=== What this task involves ===
A copy is needed of each line in the records that has the word "gone".

Records for processing below:

#[tokio::test]
async fn replicas_push_one_after_another() {
    let env = TestEnv::new();
    let (repo, _) = env.seed_repository(1);
    let mut first = env.download(repo, &VersionRef::Latest).await;
    let mut second = env.download(repo, &VersionRef::Latest).await;
    first
        .handle_mut()
        .edit("e1", "Pump", "label", json!("first"))
        .unwrap();
    first.handle_mut().save_changes().unwrap();
    second
        .handle_mut()
        .edit("e0", "Pump", "flow", json!(20))
        .unwrap();
    second.handle_mut().save_changes().unwrap();

    let a = pushed(
        env.manager
            .push(&mut first, "a", ChangeSetType::Regular, false)
            .await
            .unwrap(),
    );
    let b = pushed(
        env.manager
            .push(&mut second, "b", ChangeSetType::Regular, false)
            .await
            .unwrap(),
    );
    assert_eq!(b.parent_id, a.id);
    assert_eq!(b.index, a.index + 1);

    env.manager
        .pull_and_merge(&mut first, &VersionRef::Latest)
        .await
        .unwrap();
    assert_eq!(records_of(&first), records_of(&second));
}

#[tokio::test]
async fn nothing_to_push() {
    let env = TestEnv::new();
    let (repo, _) = env.seed_repository(2);
    let mut briefcase = env.download(repo, &VersionRef::Latest).await;

    let outcome = env
        .manager
        .push(&mut briefcase, "", ChangeSetType::Regular, false)
        .await
        .unwrap();

    assert_eq!(outcome, PushOutcome::NothingToPush);
    assert_eq!(env.remote().calls().create, 0);
}

#[tokio::test]
async fn push_preconditions() {
    let env = TestEnv::new();
    let (repo, _) = env.seed_repository(1);

    let mut briefcase = env.download(repo, &VersionRef::Latest).await;
    briefcase
        .handle_mut()
        .edit("e0", "Pump", "flow", json!(1))
        .unwrap();
    let err = env
        .manager
        .push(&mut briefcase, "", ChangeSetType::Regular, false)
        .await
        .unwrap_err();
    assert_eq!(err.kind(), ErrorKind::InvalidState);

    let replica = briefcase.replica_id();
    let mut standalone = Briefcase::new(repo, ReplicaId::STANDALONE, briefcase.into_handle());
    let err = env
        .manager
        .push(&mut standalone, "", ChangeSetType::Regular, false)
        .await
        .unwrap_err();
    assert_eq!(err.kind(), ErrorKind::InvalidState);
    drop(standalone);

    let mut read_only = env.manager.open(repo, replica, OpenMode::ReadOnly).unwrap();
    let err = env
        .manager
        .push(&mut read_only, "", ChangeSetType::Regular, false)
        .await
        .unwrap_err();
    assert_eq!(err.kind(), ErrorKind::InvalidState);
    assert_eq!(env.remote().calls().create, 0);
}

#[tokio::test]
async fn contention_is_retried() {
    for status in [
        RemoteStatus::AnotherUserPushing,
        RemoteStatus::PullIsRequired,
        RemoteStatus::DatabaseTemporarilyLocked,
        RemoteStatus::OperationFailed,
    ] {
        let env = TestEnv::new();
        let (repo, _) = env.seed_repository(1);
        let mut briefcase = edited(&env, repo).await;
        env.remote().fail_next_upload(status, false);
        env.remote().fail_next_upload(status, false);

        let change_set = pushed(
            env.manager
                .push(&mut briefcase, "", ChangeSetType::Regular, false)
                .await
                .unwrap(),
        );

        assert_eq!(env.remote().calls().create, 3, "{status}");
        assert_eq!(change_set.index, 2);
        assert_eq!(env.remote().history(repo).len(), 2);
    }
}

#[tokio::test]
async fn retries_are_bounded() {
    let env = TestEnv::new();
    let (repo, _) = env.seed_repository(1);
    let mut briefcase = edited(&env, repo).await;
    for _ in 0..5 {
        env.remote()
            .fail_next_upload(RemoteStatus::AnotherUserPushing, false);
    }

    let err = env
        .manager
        .push(&mut briefcase, "", ChangeSetType::Regular, false)
        .await
        .unwrap_err();

    assert_eq!(err.kind(), ErrorKind::Contention);
    assert_eq!(env.remote().calls().create, 5);
    assert!(briefcase.handle().has_pending_txns());
    assert_eq!(briefcase.handle().state().unwrap().creating, None);
}

#[tokio::test]
async fn other_failures_are_not_retried() {
    let env = TestEnv::new();
    let (repo, history) = env.seed_repository(1);
    let mut briefcase = edited(&env, repo).await;
    env.remote().fail_next_upload(RemoteStatus::Unauthorized, false);

    let err = env
        .manager
        .push(&mut briefcase, "", ChangeSetType::Regular, false)
        .await
        .unwrap_err();

    assert_eq!(err.kind(), ErrorKind::Remote);
    assert_eq!(err.remote_status(), Some(RemoteStatus::Unauthorized));
    assert_eq!(env.remote().calls().create, 1);
    assert_eq!(env.remote().tip(repo), history[0].position());
    assert!(briefcase.handle().has_pending_txns());
    assert_eq!(briefcase.handle().state().unwrap().creating, None);
    let leftovers = std::fs::read_dir(briefcase.path().parent().unwrap())
        .unwrap()
        .filter(|entry| {
            entry
                .as_ref()
                .unwrap()
                .path()
                .extension()
                .is_some_and(|ext| ext == "cs")
        })
        .count();
    assert_eq!(leftovers, 0);
}

#[tokio::test]
async fn already_existing_change_set_goes_straight_to_reconciliation() {
    let env = TestEnv::new();
    let (repo, _) = env.seed_repository(1);
    let mut briefcase = env.download(repo, &VersionRef::Latest).await;
    briefcase
        .handle_mut()
        .edit("e0", "Pump", "flow", json!(5))
        .unwrap();
    briefcase.handle_mut().use_code(tag("P-100")).unwrap();
    briefcase.handle_mut().save_changes().unwrap();
    env.remote()
        .fail_next_upload(RemoteStatus::ChangeSetAlreadyExists, true);
    let mut rx = env.manager.subscribe();

    let change_set = pushed(
        env.manager
            .push(&mut briefcase, "", ChangeSetType::Regular, false)
            .await
            .unwrap(),
    );

    assert_eq!(env.remote().calls().create, 1);
    assert_eq!(env.remote().tip(repo).id, change_set.id);
    assert_eq!(briefcase.header().unwrap().parent_change_set_id, change_set.id);
    assert!(!briefcase.handle().has_pending_txns());
    assert_eq!(env.remote().calls().update_codes, 1);
    assert_eq!(
        env.remote().code_owner(repo, &tag("P-100")),
        Some(briefcase.replica_id())
    );
    assert!(rx.try_recv().is_err());
}

#[tokio::test]
async fn codes_are_claimed_after_push() {
    let env = TestEnv::new();
    let (repo, _) = env.seed_repository(1);
    let mut briefcase = env.download(repo, &VersionRef::Latest).await;
    briefcase
        .handle_mut()
        .edit("e9", "Pump", "label", json!("P-1"))
        .unwrap();
    briefcase.handle_mut().use_code(tag("P-1")).unwrap();
    briefcase.handle_mut().use_code(tag("P-2")).unwrap();
    briefcase.handle_mut().save_changes().unwrap();

    env.manager
        .push(&mut briefcase, "", ChangeSetType::Regular, false)
        .await
        .unwrap();

    for value in ["P-1", "P-2"] {
        assert_eq!(
            env.remote().code_owner(repo, &tag(value)),
            Some(briefcase.replica_id())
        );
    }
    assert!(env.manager.pending_codes(&briefcase).unwrap().is_empty());
    assert!(env.remote().holds_locks(repo, briefcase.replica_id()));
}

#[tokio::test]
async fn conflicting_codes_are_final() {
    let env = TestEnv::new();
    let (repo, _) = env.seed_repository(1);
    let other = ReplicaId::new(77);
    env.remote().claim_code(repo, tag("P-1"), other);
    let mut briefcase = env.download(repo, &VersionRef::Latest).await;
    briefcase.handle_mut().use_code(tag("P-1")).unwrap();
    briefcase.handle_mut().use_code(tag("P-2")).unwrap();
    briefcase
        .handle_mut()
        .edit("e0", "Pump", "flow", json!(0))
        .unwrap();
    briefcase.handle_mut().save_changes().unwrap();

    let outcome = env
        .manager
        .push(&mut briefcase, "", ChangeSetType::Regular, false)
        .await
        .unwrap();

    assert!(matches!(outcome, PushOutcome::Pushed(_)));
    assert!(env.manager.pending_codes(&briefcase).unwrap().is_empty());
    assert_eq!(env.remote().code_owner(repo, &tag("P-1")), Some(other));
    assert_eq!(
        env.remote().code_owner(repo, &tag("P-2")),
        Some(briefcase.replica_id())
    );
}

#[tokio::test]
async fn failed_code_update_stays_pending_until_swept() {
    let env = TestEnv::new();
    let (repo, _) = env.seed_repository(1);
    let mut briefcase = env.download(repo, &VersionRef::Latest).await;
    briefcase.handle_mut().use_code(tag("P-7")).unwrap();
    briefcase
        .handle_mut()
        .edit("e0", "Pump", "flow", json!(7))
        .unwrap();
    briefcase.handle_mut().save_changes().unwrap();
    env.remote().fail_next_code_update(RemoteStatus::Network);

    let change_set = pushed(
        env.manager
            .push(&mut briefcase, "", ChangeSetType::Regular, false)
            .await
            .unwrap(),
    );

    assert_eq!(env.manager.pending_codes(&briefcase).unwrap(), vec![change_set.id.clone()]);
    assert_eq!(env.remote().code_owner(repo, &tag("P-7")), None);

    let summary = env.manager.reconcile_pending(&briefcase).await.unwrap();

    assert_eq!(
        summary,
        ReconcileSummary {
            processed: 1,
            reconciled: 1,
            conflicted: 0,
            deferred: 0,
            remaining: 0,
        }
    );
    assert_eq!(
        env.remote().code_owner(repo, &tag("P-7")),
        Some(briefcase.replica_id())
    );
    assert!(env.manager.pending_codes(&briefcase).unwrap().is_empty());
}

#[tokio::test]
async fn sweep_keeps_ids_it_cannot_fetch() {
    let env = TestEnv::with_config(|config| config.with_reconcile_batch_limit(1));
    let (repo, _) = env.seed_repository(1);
    let briefcase = env.download(repo, &VersionRef::Latest).await;
    let path = env
        .manager
        .cache()
        .pending_codes_path(repo, briefcase.replica_id());
    let mut pending = PendingCodeSet::load(&path).unwrap();
    pending.insert("gone-1").unwrap();
    pending.insert("gone-2").unwrap();

    let summary = env.manager.reconcile_pending(&briefcase).await.unwrap();

    assert_eq!(summary.processed, 1);
    assert_eq!(summary.deferred, 1);
    assert_eq!(summary.remaining, 2);
    assert_eq!(
        env.manager.pending_codes(&briefcase).unwrap(),
        vec!["gone-1".to_string(), "gone-2".to_string()]
    );
}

End of Records for processing.

=== Reply to the exercise ===
    pending.insert("gone-1").unwrap();
    pending.insert("gone-2").unwrap();
        vec!["gone-1".to_string(), "gone-2".to_string()]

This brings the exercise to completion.